How can we offer an “authentic” experience to second language learners in a foreign context?  Is authentic language use at all possible for secondary school pupils in France, for example, who share French as a native language and have no special need to learn English beyond its presence in the curriculum?


I have talked about differences between pedagogical exercises and communicative tasks elsewhere.  But here are three other ideas worth considering:

Spontaneous language use

Authenticity can come from using language in an unplanned, spontaneous way.  Instead of practising language forms, memorising rules or words in isolation, simply using the language to communicate meaning can be a more natural, and so authentic approach.  Gavin Lamb discusses this in relation to language and then to music on his Leaky Grammar blog.  He has this quote:

“Improvisation can be considered the fifth skill — the skill which follows reading, listening, speaking, and writing. In many ways, it is the most important because it is the real test of whether students can use what they have learned without being told exactly what to do or say.” (Maurer, 1997)

Read more from here.

Content and language integrated instruction

If the meaning communicated by teachers and learners relates to learning new information in a particular discipline, then we are in the domain of CLIL, sometimes called CBI (Content-Based Instruction).  This type of teaching and learning brings its own problems, notably how to articulate the presentation and evaluation of new content and new language at the same time.  The advantage, however, is in providing a ready-made context for learning: learner needs, resources and activities related to the discipline in question.

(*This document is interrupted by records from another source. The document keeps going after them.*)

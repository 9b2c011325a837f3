//! Desktop simulator for the brewlog datalogger.
//!
//! Runs the datalogger engine against an in-memory flash chip with a
//! simulated wall clock and synthetic brewing-heater readings, then simulates
//! a power loss and checks that logging resumes after the existing records.
//!
//! # Usage
//!
//! ```text
//! brewlog-simulator [--config brewlog.json] [--hours 24]
//! ```
//!
//! `RUST_LOG=debug` shows every sample and buffer write.

use std::path::{Path, PathBuf};
use std::process::ExitCode;

use anyhow::{Context, Result};
use clap::Parser;
use log::{error, info, warn};

use brewlog_core::clock::{Clock, TimeAndDate};
use brewlog_core::config::DataloggerConfig;
use brewlog_core::error::SampleError;
use brewlog_core::sampling::SampleSource;
use brewlog_core::storage::ram_flash::RamFlash;
use brewlog_core::storage::{DataSet, Datalogger, Payload, READING_COUNT, Timestamp};

// ---------------------------------------------------------------------------
// Simulation constants
// ---------------------------------------------------------------------------

/// Last page of the simulated chip (the real part has 0x1FFF).
const SIM_LAST_PAGE: u16 = 15;

/// How often the main loop calls into the logger per simulated minute.
const POLLS_PER_MINUTE: u32 = 4;

/// Simulated hours before the power loss, unless given on the command line.
const DEFAULT_HOURS: u32 = 24;

/// Simulated hours after the power loss.
const HOURS_AFTER_RESTART: u32 = 3;

/// Records printed by the read-back at the end.
const READ_BACK_COUNT: usize = 10;

// ---------------------------------------------------------------------------
// Simulated clock
// ---------------------------------------------------------------------------

/// Wall clock that only moves when told to.
struct SimClock {
    now: TimeAndDate,
}

impl SimClock {
    fn new(start: TimeAndDate) -> Self {
        Self { now: start }
    }

    /// Advance by one minute, rolling hours, days and (30-day) months.
    fn tick_minute(&mut self) {
        let t = &mut self.now;
        t.minute += 1;
        if t.minute < 60 {
            return;
        }
        t.minute = 0;
        t.hour += 1;
        if t.hour < 24 {
            return;
        }
        t.hour = 0;
        t.dow = t.dow % 7 + 1;
        t.day += 1;
        if t.day <= 30 {
            return;
        }
        t.day = 1;
        t.month = t.month % 12 + 1;
    }
}

impl Clock for SimClock {
    fn now(&mut self) -> TimeAndDate {
        self.now
    }
}

// ---------------------------------------------------------------------------
// Mock data generation
// ---------------------------------------------------------------------------

/// Generates synthetic ADC readings for the heater channels.
///
/// Channel 0 is the wort thermistor, channel 1 the heater plate, channel 2
/// ambient; the rest are slow drifts standing in for the spare inputs.
struct MockSensorGenerator {
    elapsed_minutes: f64,
    /// Every n-th read times out, to exercise the skip path
    failures_every: u32,
    reads: u32,
}

impl MockSensorGenerator {
    fn new() -> Self {
        Self {
            elapsed_minutes: 0.0,
            failures_every: 97,
            reads: 0,
        }
    }

    fn advance(&mut self, minutes: f64) {
        self.elapsed_minutes += minutes;
    }

    fn counts(&self, centre: f64, swing: f64, period_min: f64) -> u16 {
        let t = self.elapsed_minutes;
        (centre + swing * (t / period_min).sin()).clamp(0.0, u16::MAX as f64) as u16
    }
}

impl SampleSource for MockSensorGenerator {
    fn read_sample(&mut self) -> Result<Payload, SampleError> {
        self.reads += 1;
        if self.reads % self.failures_every == 0 {
            return Err(SampleError::Timeout);
        }

        let mut readings = [0u16; READING_COUNT];
        readings[0] = self.counts(32_000.0, 1_500.0, 45.0);
        readings[1] = self.counts(41_000.0, 6_000.0, 12.0);
        readings[2] = self.counts(18_500.0, 400.0, 720.0);
        for (i, reading) in readings.iter_mut().enumerate().skip(3) {
            *reading = self.counts(10_000.0 * i as f64, 250.0, 90.0 + 30.0 * i as f64);
        }

        Ok(DataSet::new(Timestamp::default(), readings).to_payload())
    }
}

// ---------------------------------------------------------------------------
// Command line
// ---------------------------------------------------------------------------

/// Run the brewlog datalogger against a simulated flash chip
#[derive(Parser, Debug)]
#[command(name = "brewlog-simulator", version, about)]
struct Args {
    /// JSON datalogger configuration (defaults apply when omitted)
    #[arg(short, long, value_name = "FILE")]
    config: Option<PathBuf>,

    /// Simulated hours to log before the power loss
    #[arg(long, default_value_t = DEFAULT_HOURS)]
    hours: u32,
}

// ---------------------------------------------------------------------------
// Configuration
// ---------------------------------------------------------------------------

fn load_config(path: Option<&Path>) -> Result<DataloggerConfig> {
    let Some(path) = path else {
        return Ok(DataloggerConfig::default());
    };

    let text = std::fs::read_to_string(path)
        .with_context(|| format!("reading {}", path.display()))?;
    let config: DataloggerConfig = serde_json::from_str(&text)
        .with_context(|| format!("parsing {}", path.display()))?;
    config
        .validate()
        .with_context(|| format!("validating {}", path.display()))?;
    Ok(config)
}

// ---------------------------------------------------------------------------
// Simulation loop
// ---------------------------------------------------------------------------

fn run_hours(
    logger: &mut Datalogger<RamFlash>,
    clock: &mut SimClock,
    sensors: &mut MockSensorGenerator,
    hours: u32,
) -> Result<u32> {
    let mut saves = 0;

    for _ in 0..hours * 60 {
        for _ in 0..POLLS_PER_MINUTE {
            let tick = logger
                .poll(clock, sensors)
                .with_context(|| format!("polling at minute {}", clock.now.minute))?;
            if tick.saved.is_some() {
                saves += 1;
            }
        }
        clock.tick_minute();
        sensors.advance(1.0);
    }

    Ok(saves)
}

fn simulate(config: DataloggerConfig, hours: u32) -> Result<()> {
    let mut clock = SimClock::new(TimeAndDate {
        year: 2013,
        month: 2,
        day: 17,
        dow: 1,
        hour: 14,
        minute: 17,
        second: 0,
    });
    let mut sensors = MockSensorGenerator::new();

    let mut logger = Datalogger::new(RamFlash::new(SIM_LAST_PAGE), config)?;
    let outcome = logger.initialize(config.init_mode).context("initializing datalogger")?;
    info!("Initialized: {:?}", outcome);
    logger.start(clock.now().minute);

    let saves = run_hours(&mut logger, &mut clock, &mut sensors, hours)?;
    info!("Saved {} data sets in {} h, cursor {:?}", saves, hours, logger.cursor());

    // --- Power loss -------------------------------------------------------
    logger.flush().context("flushing before power loss")?;
    let mut flash = logger.release();
    flash.power_cycle();
    info!("Power cycled the device");

    let mut logger = Datalogger::new(flash, config)?;
    let outcome = logger
        .initialize(config.init_mode)
        .context("initializing datalogger after restart")?;
    info!("Re-initialized: {:?}", outcome);
    if logger.integrity_faults() > 0 {
        warn!("Resume scan reported {} integrity faults", logger.integrity_faults());
    }
    logger.start(clock.now().minute);

    let saves = run_hours(&mut logger, &mut clock, &mut sensors, HOURS_AFTER_RESTART)?;
    info!("Saved {} more data sets after restart", saves);
    logger.flush().context("flushing after restart")?;

    // --- Read back --------------------------------------------------------
    let total = logger.records().filter(|r| r.is_ok()).count();
    info!("{} records on flash", total);

    let records = logger
        .read_back::<READ_BACK_COUNT>(READ_BACK_COUNT)
        .context("reading back records")?;
    for record in &records {
        info!("p{:04} @{:03}: {}", record.page, record.offset, record.data_set());
    }

    info!("Failed sample reads: {}", logger.failed_samples());
    Ok(())
}

// ---------------------------------------------------------------------------
// Entry point
// ---------------------------------------------------------------------------

fn main() -> ExitCode {
    env_logger::init();
    let args = Args::parse();
    info!("Starting brewlog simulator");

    let config = match load_config(args.config.as_deref()) {
        Ok(config) => config,
        Err(e) => {
            error!("Bad configuration: {:#}", e);
            return ExitCode::FAILURE;
        }
    };
    info!(
        "Sampling every {} min, saving every {} min, init mode {:#04X}",
        config.sample_interval_minutes,
        config.save_interval_minutes,
        config.init_mode.bits()
    );

    if let Err(e) = simulate(config, args.hours) {
        error!("Simulation failed: {:#}", e);
        return ExitCode::FAILURE;
    }

    info!("Simulator exiting");
    ExitCode::SUCCESS
}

I’m happy to see these Dutch Kennisnet CLIL videos are still accessible online: try this short video on pair and group work, for example.

Authentic texts

Finally, Genevieve White has an example of authentic texts and tasks for lower-level proficiency EFL learners.  She has the advantage of working with second language learners who need survival English to live in the UK, rather than the foreign language, school population learning English for No Obvious Reason (Medgyes, 1986).

FL teachers are used to adapting such tasks by simply pretending: planning a possible trip/visit/application … The authenticity here lies in the resources, not written specially for language learners, and in the design, implementation and evaluation of the activities.  It’s easy to trip up here and end up with exercises to practice language forms rather than communicative activities, so some caveats are worth mentioning.

I suggest the following: activities should be

  • worth doing in the native language,
  • set up to model and encourage actual collaboration (as opposed to minimal, unsupervised cooperation)
  • evaluated in terms of content, not just language accuracy.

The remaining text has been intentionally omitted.